Culturebox

Is the Key to Becoming a Great Writer Having a Day Job?

Keep your day job.

I compiled Daily Rituals while working a full-time job as a magazine editor. I was lucky to be able to do both things at once—although I never felt like I was actually succeeding at doing both things at once. When the book was going well, work suffered; and when work got busy, the book suffered. Often both suffered! I’m sure anyone who has tried to juggle a day job with a side project can relate to this feeling.

And yet having too much to do is also an unbeatable motivator. If you can truly only spare a couple hours a day for a particular task, it is amazing how much you can get done in those hours. As Nicholson Baker told me—referring to a time in his life when he was writing and running a nonprofit at the same time—“You find out a way to get more done when you’re really busy. You just learn how to fit it in.”

My book research certainly turned up plenty of examples of writers who held down day jobs without squashing their talents. Anthony Trollope wrote for three hours every morning before going to his job at the post office, which he kept for 33 years during the publication of more than two dozen books. William Faulkner wrote As I Lay Dying in the afternoons before clocking in on the night shift as a supervisor at a university power plant. He found the nocturnal schedule easy enough to manage: He would sleep in the morning for a few hours, write all afternoon, visit his mother for coffee on the way to work, and take catnaps throughout his undemanding shift. The novelist Henry Green didn’t even need to work—he was independently wealthy—but he went into the office of his family’s manufacturing business every day because he liked the structure (and gossiping with the secretaries).

Joseph Heller thrived in magazine advertising by day and wrote Catch-22 in the evenings, sitting at the kitchen table in his Manhattan apartment. “I spent two or three hours a night on it for eight years,” he said. “I gave up once and started watching television with my wife. Television drove me back to Catch-22.”

James Dickey attempted a similar balancing act between writing and advertising, only he flagrantly deceived his bosses in order to work on his poetry in the office (and eventually got fired for his obvious disregard for his advertising duties). Wallace Stevens and T. S. Eliot were more successful at mixing poetry and business: While working as a banker, Eliot took literary meetings on his lunch breaks and wrote in the evenings; Stevens, an insurance lawyer, even scribbled scraps of verse at the office and had his secretary type them up. “I find that having a job is one of the best things in the world that could happen to me,” Stevens once said. “It introduces discipline and regularity into one’s life. I am just as free as I want to be and of course I have nothing to worry about about money.”

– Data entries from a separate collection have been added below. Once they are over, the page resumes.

//! HTML rendering and export of the book.
//!
//! Every page becomes one A4 `section.page`. Footers and TOC entries read
//! their numbers from the same [`PageNumbers`] map, computed once per render
//! over the same page list, so the two can never disagree.
//!
//! ## Render modes
//!
//! - [`RenderMode::Screen`]: the editor view. Adds chrome marked
//!   `screen-only` (kind/id badges and the selection outline).
//! - [`RenderMode::Print`]: what the rasterizer receives. Chrome is never
//!   emitted, so nothing has to be filtered out afterwards.
//!
//! TOC pages store no entries. Their contents are derived here from the live
//! section pages via [`entries_for_part`].
//!
//! ## Export
//!
//! [`Exporter`] is the seam to whatever turns HTML into a file (a headless
//! browser printing to PDF, for instance). [`HtmlExporter`] writes the print
//! markup as a standalone HTML file. [`export_book`] renders in print mode and
//! runs the exporter under an [`InFlight`] guard.

use crate::ai::InFlight;
use crate::numbering::{PageNumbers, printable_page_numbers};
use crate::reconcile::TocSettings;
use crate::store::PageStore;
use crate::toc::entries_for_part;
use crate::types::{
    CoverPage, Document, ImagePosition, IntroPage, LegendPage, Page, PageContent, PageId,
    RecipePage, SectionPage, ShoppingPage, Theme, TocPage,
};
use maud::{DOCTYPE, Markup, PreEscaped, html};
use pulldown_cmark::{Parser, html as md_html};
use std::fs;
use std::path::{Path, PathBuf};
use thiserror::Error;

const CSS_STATIC: &str = include_str!("../static/book.css");

#[derive(Error, Debug)]
pub enum ExportError {
    #[error("IO error: {0}")]
    Io(#[from] std::io::Error),
    #[error("An export is already in progress")]
    Busy,
    #[error("Exporter failed: {0}")]
    Backend(String),
}

#[derive(Debug, Clone, Copy, PartialEq, Eq)]
pub enum RenderMode {
    Screen,
    Print,
}

impl RenderMode {
    fn is_screen(self) -> bool {
        self == RenderMode::Screen
    }
}

/// Per-render state shared by all page renderers.
struct RenderContext<'a> {
    pages: &'a [Page],
    numbers: PageNumbers,
    settings: &'a TocSettings,
    mode: RenderMode,
    selected: Option<&'a PageId>,
}

/// Render a whole book as a standalone HTML document.
pub fn render_book(doc: &Document, mode: RenderMode, settings: &TocSettings) -> Markup {
    render_document(&doc.pages, &doc.theme, mode, settings, None)
}

/// Render the store's book, highlighting the selected page in screen mode.
pub fn render_store(store: &PageStore, mode: RenderMode) -> Markup {
    render_document(
        store.pages(),
        store.theme(),
        mode,
        store.settings(),
        store.selected(),
    )
}

fn render_document(
    pages: &[Page],
    theme: &Theme,
    mode: RenderMode,
    settings: &TocSettings,
    selected: Option<&PageId>,
) -> Markup {
    let ctx = RenderContext {
        pages,
        numbers: printable_page_numbers(pages),
        settings,
        mode,
        selected,
    };
    let title = pages
        .iter()
        .find_map(|p| match &p.content {
            PageContent::Cover(cover) => Some(cover.title.as_str()),
            _ => None,
        })
        .unwrap_or("Livro de Receitas");
    let css = format!("{}\n\n{}", generate_theme_css(theme), CSS_STATIC);
    let content = html! {
        main.book {
            @for page in pages {
                (render_page(&ctx, page))
            }
        }
    };
    base_document(title, &css, mode, content)
}

fn base_document(title: &str, css: &str, mode: RenderMode, content: Markup) -> Markup {
    let body_class = match mode {
        RenderMode::Screen => "screen",
        RenderMode::Print => "print",
    };
    html! {
        (DOCTYPE)
        html lang="pt-BR" {
            head {
                meta charset="UTF-8";
                meta name="viewport" content="width=device-width, initial-scale=1.0";
                title { (title) }
                style { (PreEscaped(css)) }
            }
            body class=(body_class) {
                (content)
            }
        }
    }
}

/// CSS custom properties for the book theme.
pub fn generate_theme_css(theme: &Theme) -> String {
    format!(
        r#":root {{
    --color-bg: {bg};
    --color-text: {text};
    --color-accent: {accent};
}}"#,
        bg = theme.bg,
        text = theme.text,
        accent = theme.accent,
    )
}

fn render_page(ctx: &RenderContext, page: &Page) -> Markup {
    let kind = page.kind();
    let selected = ctx.mode.is_screen() && ctx.selected == Some(&page.id);
    let mut classes = format!("page page-{kind}");
    if selected {
        classes.push_str(" selected");
    }
    let body = match &page.content {
        PageContent::Cover(cover) => render_cover(cover),
        PageContent::Intro(intro) => render_intro(intro),
        PageContent::Toc(toc) => render_toc(ctx, toc),
        PageContent::Legend(legend) => render_legend(legend),
        PageContent::Section(section) => render_section(section),
        PageContent::Shopping(shopping) => render_shopping(shopping),
        PageContent::Recipe(recipe) => render_recipe(recipe),
    };
    html! {
        section class=(classes) id=(page.id.as_str()) data-kind=(kind.as_str()) {
            @if ctx.mode.is_screen() {
                span.page-badge.screen-only { (kind) " · " (page.id) }
            }
            (body)
            @if let Some(number) = ctx.numbers.get(&page.id) {
                footer.page-number { (number) }
            }
        }
    }
}

fn markdown(text: &str) -> PreEscaped<String> {
    let parser = Parser::new(text);
    let mut out = String::new();
    md_html::push_html(&mut out, parser);
    PreEscaped(out)
}

fn render_cover(cover: &CoverPage) -> Markup {
    html! {
        @if let Some(image) = &cover.image {
            img.cover-image src=(image) alt="";
        }
        h1 { (cover.title) }
        @if !cover.subtitle.is_empty() {
            p.cover-subtitle { (cover.subtitle) }
        }
        @if !cover.author.is_empty() {
            p.cover-author { (cover.author) }
        }
    }
}

fn render_intro(intro: &IntroPage) -> Markup {
    html! {
        h2 { (intro.title) }
        div.intro-text { (markdown(&intro.text)) }
    }
}

fn render_toc(ctx: &RenderContext, toc: &TocPage) -> Markup {
    let entries = entries_for_part(ctx.pages, toc.part, ctx.settings.max_per_page);
    let style = toc.scale.map(|scale| format!("--toc-scale: {scale}"));
    html! {
        h2 { (toc.title) }
        ol.toc-entries style=[style] {
            @for entry in &entries {
                li.toc-entry {
                    a.toc-title href={ "#" (entry.page_id) } { (entry.title) }
                    span.toc-dots {}
                    span.toc-page { (ctx.numbers.label(&entry.page_id)) }
                }
            }
        }
    }
}

fn render_legend(legend: &LegendPage) -> Markup {
    html! {
        h2 { (legend.title) }
        dl.legend-items {
            @for item in &legend.items {
                dt { (item.symbol) }
                dd { (item.label) }
            }
        }
    }
}

fn render_section(section: &SectionPage) -> Markup {
    let t = &section.typography;
    let vars: Vec<String> = [
        ("--title-size", t.title_size.map(|v| format!("{v}pt"))),
        ("--subtitle-size", t.subtitle_size.map(|v| format!("{v}pt"))),
        ("--offset-y", t.offset_y.map(|v| format!("{v}mm"))),
    ]
    .into_iter()
    .filter_map(|(name, value)| value.map(|v| format!("{name}: {v}")))
    .collect();
    let style = (!vars.is_empty()).then(|| vars.join("; "));
    html! {
        div.section-heading style=[style] {
            h2 { (section.title) }
            @if !section.subtitle.is_empty() {
                p { (section.subtitle) }
            }
        }
    }
}

fn render_shopping(shopping: &ShoppingPage) -> Markup {
    html! {
        h2 { (shopping.title) }
        @for category in &shopping.categories {
            div.shopping-category {
                h3 { (category.name) }
                ul {
                    @for line in category.lines() {
                        li { (line) }
                    }
                }
            }
        }
    }
}

fn render_recipe(recipe: &RecipePage) -> Markup {
    let position = recipe.layout.image_position;
    let style = recipe.layout.font_scale.map(|scale| format!("--font-scale: {scale}"));
    let image = recipe
        .image
        .as_deref()
        .filter(|_| position != ImagePosition::Hidden);
    html! {
        div class={ "recipe layout-" (position.as_str()) } style=[style] {
            h2 { (recipe.title) }
            @if !recipe.description.is_empty() {
                p.recipe-description { (recipe.description) }
            }
            @if !recipe.servings.is_empty() || !recipe.prep_time.is_empty() {
                div.recipe-meta {
                    @if !recipe.servings.is_empty() {
                        span.servings { "Rendimento: " (recipe.servings) }
                    }
                    @if !recipe.prep_time.is_empty() {
                        span.prep-time { "Preparo: " (recipe.prep_time) }
                    }
                }
            }
            div.recipe-body {
                @if let Some(src) = image {
                    img.recipe-image src=(src) alt=(recipe.title);
                }
                div.recipe-text {
                    @for group in &recipe.ingredient_groups {
                        div.ingredient-group {
                            @if !group.title.is_empty() {
                                h3 { (group.title) }
                            }
                            ul {
                                @for item in &group.items {
                                    li { (item) }
                                }
                            }
                        }
                    }
                    ol.steps {
                        @for step in &recipe.steps {
                            li { (step) }
                        }
                    }
                }
            }
            @if let Some(n) = &recipe.nutrition {
                div.nutrition {
                    span { "Calorias: " (n.calories) }
                    span { "Proteínas: " (n.protein) }
                    span { "Carboidratos: " (n.carbs) }
                    span { "Gorduras: " (n.fat) }
                }
            }
            @if !recipe.tips.is_empty() {
                p.tips { (recipe.tips) }
            }
        }
    }
}

// ============================================================================
// Export
// ============================================================================

/// Turns rendered print markup into an output file.
pub trait Exporter {
    /// Write `html` to `dest`, returning the path actually written.
    fn export(&mut self, html: &str, dest: &Path) -> Result<PathBuf, ExportError>;
}

/// Writes the print markup as a standalone HTML file.
#[derive(Debug, Default)]
pub struct HtmlExporter;

impl Exporter for HtmlExporter {
    fn export(&mut self, html: &str, dest: &Path) -> Result<PathBuf, ExportError> {
        if let Some(parent) = dest.parent().filter(|p| !p.as_os_str().is_empty()) {
            fs::create_dir_all(parent)?;
        }
        fs::write(dest, html)?;
        Ok(dest.to_path_buf())
    }
}

/// Render in print mode and hand the result to `exporter`.
pub fn export_book(
    doc: &Document,
    settings: &TocSettings,
    exporter: &mut impl Exporter,
    guard: &InFlight,
    dest: &Path,
) -> Result<PathBuf, ExportError> {
    let _ticket = guard.try_begin().ok_or(ExportError::Busy)?;
    let markup = render_book(doc, RenderMode::Print, settings);
    exporter.export(&markup.into_string(), dest)
}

For much of her writing career, Toni Morrison not only worked a day job—as an editor at Random House—but taught university literature courses and raised her two sons as a single parent. “It does seem hectic,” she admitted in 1977.

“But the important thing is that I don’t do anything else. I avoid the social life normally associated with publishing. I don’t go to the cocktail parties, I don’t give or go to dinner parties. I need that time in the evening because I can do a tremendous amount of work then. And I can concentrate. When I sit down to write I never brood. I have so many other things to do, with my children and teaching, that I can’t afford it. I brood, thinking of ideas, in the automobile when I’m driving to work or in the subway or when I’m mowing the lawn. By the time I get to the paper something’s there—I can produce.”

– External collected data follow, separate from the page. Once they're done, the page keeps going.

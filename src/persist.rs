//! Durable storage, autosave, and the portable import/export format.
//!
//! ## Record format
//!
//! The book is stored as one JSON record under a fixed key:
//!
//! ```json
//! { "pages": [ { "id": "cover-1", "type": "cover", ... }, ... ],
//!   "theme": { "bg": "#fffaf3", "text": "#2b2b2b", "accent": "#c0392b" } }
//! ```
//!
//! Older records are a bare page array without the wrapper; they still load,
//! with the default theme. Import/export files use exactly the same shape,
//! pretty-printed, so an exported file re-imports losslessly.
//!
//! ## Storage backends
//!
//! [`Storage`] is a small key-value seam. [`FileStorage`] keeps each key in
//! `<dir>/<key>.json`; [`MemoryStorage`] lives in memory and can enforce a
//! byte quota, which is how quota failures are exercised.
//!
//! ## Autosave
//!
//! [`Autosave`] debounces writes: every change re-arms a timer and the save
//! happens once the timer has run for the configured delay without another
//! change, so a burst of edits costs one write. Time is passed in by the
//! caller (milliseconds), which keeps the policy deterministic under test.
//! The SHA-256 digest of the last written payload suppresses writes that
//! would store identical bytes.

use crate::types::{Document, Page};
use sha2::{Digest, Sha256};
use std::collections::HashMap;
use std::fs;
use std::path::{Path, PathBuf};
use thiserror::Error;

#[derive(Error, Debug)]
pub enum PersistError {
    #[error("IO error: {0}")]
    Io(#[from] std::io::Error),
    #[error("Not a readable recipe book: {0}")]
    Malformed(String),
    #[error("Storage error: {0}")]
    Storage(String),
}

impl From<serde_json::Error> for PersistError {
    fn from(e: serde_json::Error) -> Self {
        let hint = match e.classify() {
            serde_json::error::Category::Syntax => "the file is not valid JSON",
            serde_json::error::Category::Eof => "the file ends unexpectedly (truncated?)",
            serde_json::error::Category::Data => "the JSON does not describe a recipe book",
            serde_json::error::Category::Io => "the file could not be read",
        };
        PersistError::Malformed(format!("{hint} ({e})"))
    }
}

// ============================================================================
// Record encoding
// ============================================================================

/// Parse a stored record or import file.
///
/// Accepts the `{pages, theme}` wrapper and the legacy bare page array.
pub fn parse_document(text: &str) -> Result<Document, PersistError> {
    let value: serde_json::Value = serde_json::from_str(text)?;
    match value {
        serde_json::Value::Array(_) => {
            let pages: Vec<Page> = serde_json::from_value(value)?;
            Ok(Document {
                pages,
                theme: Default::default(),
            })
        }
        serde_json::Value::Object(_) => Ok(serde_json::from_value(value)?),
        _ => Err(PersistError::Malformed(
            "expected an object with `pages` or an array of pages".into(),
        )),
    }
}

/// Encode a book as pretty-printed JSON.
pub fn serialize_document(doc: &Document) -> Result<String, PersistError> {
    Ok(serde_json::to_string_pretty(doc)?)
}

/// Read an import file. Nothing is applied anywhere; the caller decides.
pub fn import_file(path: &Path) -> Result<Document, PersistError> {
    let text = fs::read_to_string(path)?;
    parse_document(&text)
}

/// Write an export file.
pub fn export_file(path: &Path, doc: &Document) -> Result<(), PersistError> {
    if let Some(parent) = path.parent().filter(|p| !p.as_os_str().is_empty()) {
        fs::create_dir_all(parent)?;
    }
    fs::write(path, serialize_document(doc)?)?;
    Ok(())
}

// ============================================================================
// Storage backends
// ============================================================================

/// Key-value durable storage.
pub trait Storage {
    fn get(&self, key: &str) -> Result<Option<String>, PersistError>;
    fn set(&mut self, key: &str, value: &str) -> Result<(), PersistError>;
    fn remove(&mut self, key: &str) -> Result<(), PersistError>;
}

/// Load the book stored under `key`, if any.
pub fn load(storage: &impl Storage, key: &str) -> Result<Option<Document>, PersistError> {
    storage
        .get(key)?
        .map(|text| parse_document(&text))
        .transpose()
}

/// Store the book under `key` right away.
pub fn save(storage: &mut impl Storage, key: &str, doc: &Document) -> Result<(), PersistError> {
    storage.set(key, &serialize_document(doc)?)
}

/// One JSON file per key inside a directory.
#[derive(Debug, Clone)]
pub struct FileStorage {
    dir: PathBuf,
}

impl FileStorage {
    pub fn new(dir: impl Into<PathBuf>) -> Self {
        Self { dir: dir.into() }
    }

    pub fn path_for(&self, key: &str) -> PathBuf {
        self.dir.join(format!("{key}.json"))
    }
}

impl Storage for FileStorage {
    fn get(&self, key: &str) -> Result<Option<String>, PersistError> {
        let path = self.path_for(key);
        if !path.exists() {
            return Ok(None);
        }
        Ok(Some(fs::read_to_string(path)?))
    }

    /// Writes to a sibling temp file first and renames it over the record,
    /// so a failed write never leaves a half-written book behind.
    fn set(&mut self, key: &str, value: &str) -> Result<(), PersistError> {
        fs::create_dir_all(&self.dir)?;
        let path = self.path_for(key);
        let tmp = self.dir.join(format!(".{key}.json.tmp"));
        fs::write(&tmp, value)?;
        fs::rename(&tmp, &path)?;
        Ok(())
    }

    fn remove(&mut self, key: &str) -> Result<(), PersistError> {
        let path = self.path_for(key);
        if path.exists() {
            fs::remove_file(path)?;
        }
        Ok(())
    }
}

/// In-memory storage with an optional total byte quota.
#[derive(Debug, Clone, Default)]
pub struct MemoryStorage {
    entries: HashMap<String, String>,
    quota: Option<usize>,
    writes: usize,
}

impl MemoryStorage {
    pub fn new() -> Self {
        Self::default()
    }

    pub fn with_quota(bytes: usize) -> Self {
        Self {
            quota: Some(bytes),
            ..Self::default()
        }
    }

    /// Number of successful `set` calls so far.
    pub fn writes(&self) -> usize {
        self.writes
    }
}

impl Storage for MemoryStorage {
    fn get(&self, key: &str) -> Result<Option<String>, PersistError> {
        Ok(self.entries.get(key).cloned())
    }

    fn set(&mut self, key: &str, value: &str) -> Result<(), PersistError> {
        if let Some(quota) = self.quota {
            let others: usize = self
                .entries
                .iter()
                .filter(|(k, _)| k.as_str() != key)
                .map(|(_, v)| v.len())
                .sum();
            if others + value.len() > quota {
                return Err(PersistError::Storage(format!(
                    "quota exceeded: {} bytes needed, {quota} available",
                    others + value.len()
                )));
            }
        }
        self.entries.insert(key.to_string(), value.to_string());
        self.writes += 1;
        Ok(())
    }

    fn remove(&mut self, key: &str) -> Result<(), PersistError> {
        self.entries.remove(key);
        Ok(())
    }
}

// ============================================================================
// Autosave
// ============================================================================

/// What an autosave step did.
#[derive(Debug, Clone, Copy, PartialEq, Eq)]
pub enum SaveOutcome {
    /// Nothing to save.
    Idle,
    /// A change is waiting for the debounce delay to pass.
    Pending,
    /// The book was written.
    Saved,
    /// A save was due but the payload matched the last write.
    Unchanged,
}

/// Debounced, deduplicating autosave.
#[derive(Debug, Clone)]
pub struct Autosave {
    key: String,
    delay_ms: u64,
    pending_since: Option<u64>,
    retry: bool,
    seen_version: Option<u64>,
    last_digest: Option<String>,
}

impl Autosave {
    pub fn new(key: impl Into<String>, delay_ms: u64) -> Self {
        Self {
            key: key.into(),
            delay_ms,
            pending_since: None,
            retry: false,
            seen_version: None,
            last_digest: None,
        }
    }

    pub fn key(&self) -> &str {
        &self.key
    }

    /// Record `doc` as what storage already holds (e.g. right after loading),
    /// so saving it unchanged is skipped.
    pub fn mark_saved(&mut self, doc: &Document) -> Result<(), PersistError> {
        self.last_digest = Some(digest(&serialize_document(doc)?));
        Ok(())
    }

    /// Arm (or re-arm) the debounce timer.
    pub fn note_change(&mut self, now_ms: u64) {
        self.pending_since = Some(now_ms);
    }

    /// Arm the timer if the store's version moved since the last call.
    pub fn observe(&mut self, version: u64, now_ms: u64) {
        if self.seen_version.is_some_and(|seen| seen != version) {
            self.note_change(now_ms);
        }
        self.seen_version = Some(version);
    }

    /// Whether a change (or a failed save) is waiting to be written.
    pub fn is_pending(&self) -> bool {
        self.pending_since.is_some() || self.retry
    }

    /// Save if the delay has elapsed since the last change.
    pub fn poll(
        &mut self,
        now_ms: u64,
        doc: &Document,
        storage: &mut impl Storage,
    ) -> Result<SaveOutcome, PersistError> {
        match self.pending_since {
            None => Ok(SaveOutcome::Idle),
            Some(since) if now_ms.saturating_sub(since) < self.delay_ms => Ok(SaveOutcome::Pending),
            Some(_) => self.write(doc, storage),
        }
    }

    /// Save now if anything is pending, ignoring the delay.
    pub fn flush(
        &mut self,
        doc: &Document,
        storage: &mut impl Storage,
    ) -> Result<SaveOutcome, PersistError> {
        if !self.is_pending() {
            return Ok(SaveOutcome::Idle);
        }
        self.write(doc, storage)
    }

    /// On failure the in-memory book is untouched and the save stays due, so
    /// the next `flush` (or change) retries it.
    fn write(
        &mut self,
        doc: &Document,
        storage: &mut impl Storage,
    ) -> Result<SaveOutcome, PersistError> {
        self.pending_since = None;
        let payload = serialize_document(doc)?;
        let payload_digest = digest(&payload);
        if self.last_digest.as_deref() == Some(payload_digest.as_str()) {
            self.retry = false;
            return Ok(SaveOutcome::Unchanged);
        }
        match storage.set(&self.key, &payload) {
            Ok(()) => {
                self.retry = false;
                self.last_digest = Some(payload_digest);
                Ok(SaveOutcome::Saved)
            }
            Err(e) => {
                self.retry = true;
                Err(e)
            }
        }
    }
}

fn digest(payload: &str) -> String {
    format!("{:x}", Sha256::digest(payload.as_bytes()))
}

Not everyone is so skilled at striking this balance. And writers have it easy compared to other artists. A novelist or poet can write for as little as an hour a day and make significant progress. For the most part, painters and composers need to spend more time with their work; fitting it in before or after a day at the office is trickier.

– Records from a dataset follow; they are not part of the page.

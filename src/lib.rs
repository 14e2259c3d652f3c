//! # Recipe Book
//!
//! The editing model of a multi-page recipe e-book: cover, intro, table of
//! contents, section dividers, recipes, shopping list, and legend, exported
//! to a paginated document.
//!
//! # Architecture: Derived Table of Contents
//!
//! The table of contents is never authored. It is derived from the titled
//! section pages every time the page list changes:
//!
//! ```text
//! pages ──► build_toc_items ──► split_toc_into_parts ──► reconcile_toc ──► pages'
//!  (sections)    (entries)          (chunks per page)      (TOC pages spliced in)
//! ```
//!
//! TOC pages hold only their title, display scale, and part number. Their
//! entries are recomputed at render time, so they cannot go stale. The
//! reconciler gives TOC pages deterministic ids (`toc-1`, `toc-2`, ...) and
//! carries user edits over to the page with the same id, which makes
//! reconciling a reconciled list a no-op.
//!
//! # Module Map
//!
//! | Module | Role |
//! |--------|------|
//! | [`types`] | Pages, page kinds, per-kind payloads, theme, document |
//! | [`toc`] | TOC entry builder and paginator |
//! | [`numbering`] | Printable page numbers (the cover is unnumbered) |
//! | [`reconcile`] | Brings the generated TOC pages in line with the sections |
//! | [`store`] | Single-writer page store: add, edit, delete, reorder, select |
//! | [`persist`] | Storage record, autosave debouncing, import/export |
//! | [`ai`] | Validation boundary for generated recipe, intro and shopping content |
//! | [`render`] | Maud HTML for every page kind, screen vs print, exporters |
//! | [`config`] | `config.toml` loading, validation, stock defaults |
//! | [`output`] | CLI output formatting |
//!
//! # Design Decisions
//!
//! ## Reconcile On Commit
//!
//! Every [`store::PageStore`] mutation ends in one commit that runs the
//! reconciler before the new list becomes visible. No caller ever observes a
//! page list whose TOC pages disagree with its sections, and there is no
//! second pass that could fire twice.
//!
//! ## Content-Driven TOC Sizing
//!
//! The number of TOC pages is `ceil(titled sections / max entries per page)`,
//! and zero when there are no titled sections. A book without sections has
//! no empty table of contents.
//!
//! ## Print Markup Has No Editor Chrome
//!
//! Rendering takes a [`render::RenderMode`]. Print mode never emits the
//! badges and selection outline of the editor view, so the exporter gets
//! clean pages without a filtering step.

pub mod ai;
pub mod config;
pub mod numbering;
pub mod output;
pub mod persist;
pub mod reconcile;
pub mod render;
pub mod store;
pub mod toc;
pub mod types;

#[cfg(test)]
pub(crate) mod test_helpers;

The artist Joseph Cornell struggled with this arrangement. He made his first shadow box in 1934, not long after securing a 9-to-5 job in a Manhattan textile studio. It was tedious and low-paying work, but Cornell stayed there for six years. Nights he spent at his kitchen table, sorting and assembling materials for his boxes. In 1940 Cornell finally mustered the courage to quit his job and pursue his art full-time. Still, as much as he had hated working, Cornell found that he hated not working, too. During the 1940s, he returned to the workforce twice, happy at first to resume the reassuring routine. Then, after a period of months, he would grow frustrated and quit.

The American composer Charles Ives was far more content in his day job—perhaps to the detriment of his creative life. For artists, there is also a risk of getting too settled into a job. Ives worked in the life insurance business by day and devoted evenings and weekends to his scores. But over time he had trouble keeping up both pursuits, and by his mid-40s he had ceased composing almost entirely. “Any artist who can make up his mind to spend three-quarters of his life being an insurance man and another quarter being an artist is a pretty unique compromise,” the composer Bernard Hermann said of Ives. “It is not often done. It is a very difficult thing to maintain the equilibrium, and I think that he fell off it. He couldn’t maintain it after a while.”